Second of all, as far as telling lies about that he family, you need to recognize this as the illness it is. She is probably severely unwell mentally and may very well perceive you as harming her. So, what you need to do is report the threats to her psychiatrist and push for a treatment plan. Obviously what you have isn’t working, so maybe if your doctor isn’t helping, it’s time to switch.

Good luck. It is very hard.
Anonymous
Sounds like she shouldn’t travel.
Anonymous
Sounds like Bpd.
Anonymous
I would fly her back with one parent now. Fwiw I’m sorry.
Anonymous
Good neuropsych. She may need medication. No more traveling. I'd go home.
Anonymous
Expect this behavior to escalate as she gets bigger and older and you will be even less able to control her. I agree with others that your traveling ought to be very carefully thought out and should not include hotels or cruises and I would include airplanes. Like maybe rent a house or a cabin in the woods. If she improves as time goes on then you might be able to expand your options. Deal with what you have now.
Anonymous
Anonymous wrote:Sounds like she shouldn’t travel.


You will have to travel without her, hiring someone to stay at home with her. Or you rent a Airbnb home so you don’t have to worry about disturbing other guests. Sorry, it’s hard and expensive. We have traveled very little compared to our friends and family.
Anonymous
Anonymous wrote:Sounds like Bpd.


What? She is way too young.

To me it sounds like she might have severe ADHD and/or ASD. Has she had a neuropsychological exam?

These outburst are very common for kids who are ND and realize there is something "wrong" with them but don't know what and cannot regulate emotionally.

I think you should a0 get her tested ASAP and b) either talk to her psychiatrist about a mood stabilizer like Lamictal or Abilify.

Another option is a PHP for a week or two where they will see her every day and be able to evaluate and try out different meds.

GL.

We had a similar situation with my DD, although not as intense. Much better place now that we have a DX and the right meds.

Anonymous
PP --wanted to add that what you call pathological lying is very, very common with kids who ADHD.
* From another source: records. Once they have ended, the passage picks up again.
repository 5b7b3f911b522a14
//! Four static walls along the viewport edges. The whole set is thrown away and
//! rebuilt whenever the viewport changes size.

use bevy::prelude::*;
use bevy_rapier2d::prelude::*;

use crate::core::components::{Boundary, BoundarySide};
use crate::core::config::GameConfig;
use crate::core::system::system_order::PrePhysicsSet;
use crate::core::viewport::Viewport;

#[derive(Debug, Clone, Copy, PartialEq)]
pub struct BoundaryRect {
    pub side: BoundarySide,
    pub center: Vec2,
    pub half_extents: Vec2,
}

/// Wall rectangles centred on each viewport edge, `thickness` wide, spanning the full edge.
pub fn boundary_layout(viewport: &Viewport, thickness: f32) -> [BoundaryRect; 4] {
    let half = viewport.half();
    let t = thickness.max(1.0) * 0.5;
    [
        BoundaryRect {
            side: BoundarySide::Top,
            center: Vec2::new(0.0, half.y),
            half_extents: Vec2::new(half.x, t),
        },
        BoundaryRect {
            side: BoundarySide::Bottom,
            center: Vec2::new(0.0, -half.y),
            half_extents: Vec2::new(half.x, t),
        },
        BoundaryRect {
            side: BoundarySide::Left,
            center: Vec2::new(-half.x, 0.0),
            half_extents: Vec2::new(t, half.y),
        },
        BoundaryRect {
            side: BoundarySide::Right,
            center: Vec2::new(half.x, 0.0),
            half_extents: Vec2::new(t, half.y),
        },
    ]
}

/// Entities of the current wall set.
#[derive(Resource, Debug, Default)]
pub struct Boundaries {
    pub entities: Vec<Entity>,
    pub built_for: Option<Viewport>,
}

pub struct BoundariesPlugin;

impl Plugin for BoundariesPlugin {
    fn build(&self, app: &mut App) {
        app.init_resource::<Boundaries>()
            .add_systems(Update, rebuild_boundaries.before(PrePhysicsSet));
    }
}

fn rebuild_boundaries(
    mut commands: Commands,
    viewport: Res<Viewport>,
    cfg: Res<GameConfig>,
    mut boundaries: ResMut<Boundaries>,
    stale: Query<Entity, With<Boundary>>,
) {
    if boundaries.built_for == Some(*viewport) {
        return;
    }
    for e in stale.iter() {
        commands.entity(e).despawn();
    }
    boundaries.entities.clear();
    for rect in boundary_layout(&viewport, cfg.boundaries.thickness) {
        let e = commands
            .spawn((
                Name::new(format!("Boundary:{:?}", rect.side)),
                Boundary { side: rect.side },
                RigidBody::Fixed,
                Collider::cuboid(rect.half_extents.x, rect.half_extents.y),
                Transform::from_translation(rect.center.extend(0.0)),
            ))
            .id();
        boundaries.entities.push(e);
    }
    boundaries.built_for = Some(*viewport);
    info!(target: "physics", "boundaries rebuilt for {}x{}", viewport.width, viewport.height);
}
I urge you to find the love and compassion for your DD who is clearly suffering mentally. You have expectations on her to act normally when she may not be cognitively able to do so. This would cause her an incredible amount of stress and may be why she is acting out so horribly.
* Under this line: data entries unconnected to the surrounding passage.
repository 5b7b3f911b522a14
//! Logical size of the drawing surface plus conversions between page-style
//! coordinates (origin top-left, y down) and the 2D world (origin centre, y up).

use bevy::prelude::*;
use bevy::window::{PrimaryWindow, WindowResized};

use crate::core::config::GameConfig;

#[derive(Resource, Debug, Clone, Copy, PartialEq)]
pub struct Viewport {
    pub width: f32,
    pub height: f32,
}

impl Viewport {
    pub fn new(width: f32, height: f32) -> Self {
        Self {
            width: width.max(1.0),
            height: height.max(1.0),
        }
    }

    #[inline]
    pub fn half(&self) -> Vec2 {
        Vec2::new(self.width * 0.5, self.height * 0.5)
    }

    #[inline]
    pub fn top(&self) -> f32 {
        self.height * 0.5
    }

    #[inline]
    pub fn bottom(&self) -> f32 {
        -self.height * 0.5
    }

    #[inline]
    pub fn min_side(&self) -> f32 {
        self.width.min(self.height)
    }

    pub fn aspect(&self) -> f32 {
        self.width / self.height
    }

    /// Page coordinates (top-left origin, y down) to world coordinates.
    pub fn page_to_world(&self, page: Vec2) -> Vec2 {
        Vec2::new(page.x - self.width * 0.5, self.height * 0.5 - page.y)
    }

    pub fn world_to_page(&self, world: Vec2) -> Vec2 {
        Vec2::new(world.x + self.width * 0.5, self.height * 0.5 - world.y)
    }
}

impl FromWorld for Viewport {
    fn from_world(world: &mut World) -> Self {
        let cfg = world.get_resource::<GameConfig>().cloned().unwrap_or_default();
        Viewport::new(cfg.window.width, cfg.window.height)
    }
}

pub struct ViewportPlugin;

impl Plugin for ViewportPlugin {
    fn build(&self, app: &mut App) {
        app.init_resource::<Viewport>()
            .add_systems(PreStartup, sync_viewport_from_window)
            .add_systems(First, track_window_resize);
    }
}

fn sync_viewport_from_window(
    windows: Query<&Window, With<PrimaryWindow>>,
    mut viewport: ResMut<Viewport>,
) {
    let Ok(window) = windows.single() else {
        return;
    };
    let next = Viewport::new(window.width(), window.height());
    viewport.set_if_neq(next);
}

fn track_window_resize(mut events: EventReader<WindowResized>, mut viewport: ResMut<Viewport>) {
    let Some(last) = events.read().last().cloned() else {
        return;
    };
    let next = Viewport::new(last.width, last.height);
    if viewport.set_if_neq(next) {
        info!(target: "viewport", "resized to {}x{}", next.width, next.height);
    }
}
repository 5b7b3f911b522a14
pub mod balloons;
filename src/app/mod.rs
pub mod game;
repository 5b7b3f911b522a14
pub mod camera;
pub mod greeting;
This goes way beyond seeing a therapist. You need psychiatric input and testing to see if she is ND.
Anonymous
I wonder if you're not supporting her properly. Bringing her on a cruise was such a profoundly poor choice that it makes me question how you manage everything else. Are you guys working with a therapist too?
Anonymous
This must be a troll. Why on earth would you think a cruise was a good idea with this kind of kid?! You're setting her up for failure.
Anonymous
Anonymous wrote:
Anonymous wrote:Sounds like Bpd.


What? She is way too young.

To me it sounds like she might have severe ADHD and/or ASD. Has she had a neuropsychological exam?

These outburst are very common for kids who are ND and realize there is something "wrong" with them but don't know what and cannot regulate emotionally.
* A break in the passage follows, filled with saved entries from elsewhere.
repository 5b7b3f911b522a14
use std::collections::HashMap;
use std::path::PathBuf;
use std::time::{Duration, SystemTime, UNIX_EPOCH};

use bevy::prelude::*;
use bevy::window::PrimaryWindow;

use crate::core::config::GameConfig;

/// Files polled for changes, in layering order.
#[derive(Resource, Debug, Clone)]
pub struct ConfigReloadSettings {
    pub paths: Vec<PathBuf>,
    pub interval_secs: f32,
}

impl Default for ConfigReloadSettings {
    fn default() -> Self {
        Self {
            paths: vec![
                PathBuf::from("assets/config/game.ron"),
                PathBuf::from("assets/config/game.local.ron"),
            ],
            interval_secs: 0.5,
        }
    }
}

#[derive(Resource, Debug)]
struct ConfigReloadState {
    last_mod: HashMap<PathBuf, SystemTime>,
    timer: Timer,
}

impl Default for ConfigReloadState {
    fn default() -> Self {
        Self {
            last_mod: HashMap::new(),
            timer: Timer::from_seconds(0.5, TimerMode::Repeating),
        }
    }
}

/// Native only: re-reads the layered config when any file changes on disk.
/// Values are read by systems every frame, so most edits apply immediately;
/// the window size and title are pushed to the window here.
pub struct ConfigHotReloadPlugin;

impl Plugin for ConfigHotReloadPlugin {
    fn build(&self, app: &mut App) {
        #[cfg(not(target_arch = "wasm32"))]
        {
            app.init_resource::<ConfigReloadSettings>()
                .init_resource::<ConfigReloadState>()
                .add_systems(Update, poll_and_reload_config);
        }
        #[cfg(target_arch = "wasm32")]
        let _ = app;
    }
}

/// Marks every path whose modification time moved forward; returns whether any did.
fn refresh_mod_times(state: &mut ConfigReloadState, paths: &[PathBuf]) -> bool {
    let mut dirty = false;
    for path in paths {
        let Ok(modified) = std::fs::metadata(path).and_then(|m| m.modified()) else {
            continue;
        };
        let seen = state.last_mod.entry(path.clone()).or_insert(UNIX_EPOCH);
        if modified > *seen {
            *seen = modified;
            dirty = true;
        }
    }
    dirty
}

fn poll_and_reload_config(
    time: Res<Time>,
    settings: Res<ConfigReloadSettings>,
    mut state: ResMut<ConfigReloadState>,
    mut cfg: ResMut<GameConfig>,
    mut windows: Query<&mut Window, With<PrimaryWindow>>,
) {
    let interval = settings.interval_secs.max(0.05);
    if (state.timer.duration().as_secs_f32() - interval).abs() > f32::EPSILON {
        state.timer.set_duration(Duration::from_secs_f32(interval));
    }
    if !state.timer.tick(time.delta()).finished() {
        return;
    }
    if !refresh_mod_times(&mut state, &settings.paths) {
        return;
    }
    let (next, _used, errors) = GameConfig::load_layered(settings.paths.iter());
    for e in errors {
        warn!(target: "config", "hot-reload: {e}");
    }
    if *cfg == next {
        return;
    }
    for w in next.validate() {
        warn!(target: "config", "hot-reload: {w}");
    }
    if let Ok(mut window) = windows.single_mut() {
        if window.width() != next.window.width || window.height() != next.window.height {
            window.resolution.set(next.window.width, next.window.height);
        }
        if window.title != next.window.title {
            window.title = next.window.title.clone();
        }
    }
    info!(target: "config", "hot-reload applied");
    *cfg = next;
}

#[cfg(test)]
mod tests {
    use super::*;

    #[test]
    fn mod_time_tracking_flags_first_sight_then_settles() {
        let dir = tempfile::tempdir().unwrap();
        let path = dir.path().join("game.ron");
        std::fs::write(&path, "(window: (title: \"a\"))").unwrap();
        let mut state = ConfigReloadState::default();
        let paths = vec![path, dir.path().join("missing.ron")];
        assert!(refresh_mod_times(&mut state, &paths));
        assert!(!refresh_mod_times(&mut state, &paths));
    }
}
I think you should a0 get her tested ASAP and b) either talk to her psychiatrist about a mood stabilizer like Lamictal or Abilify.

Another option is a PHP for a week or two where they will see her every day and be able to evaluate and try out different meds.

GL.

We had a similar situation with my DD, although not as intense. Much better place now that we have a DX and the right meds.



She's not to young to have it but the DSM will not diagnose at that age but its not appropriate to diagnose a strangers kid off the internet.
Anonymous
Anonymous wrote:This must be a troll. Why on earth would you think a cruise was a good idea with this kind of kid?! You're setting her up for failure.


May not be a troll but not good judgement either. If kid doesn't travel well, you don't vacation.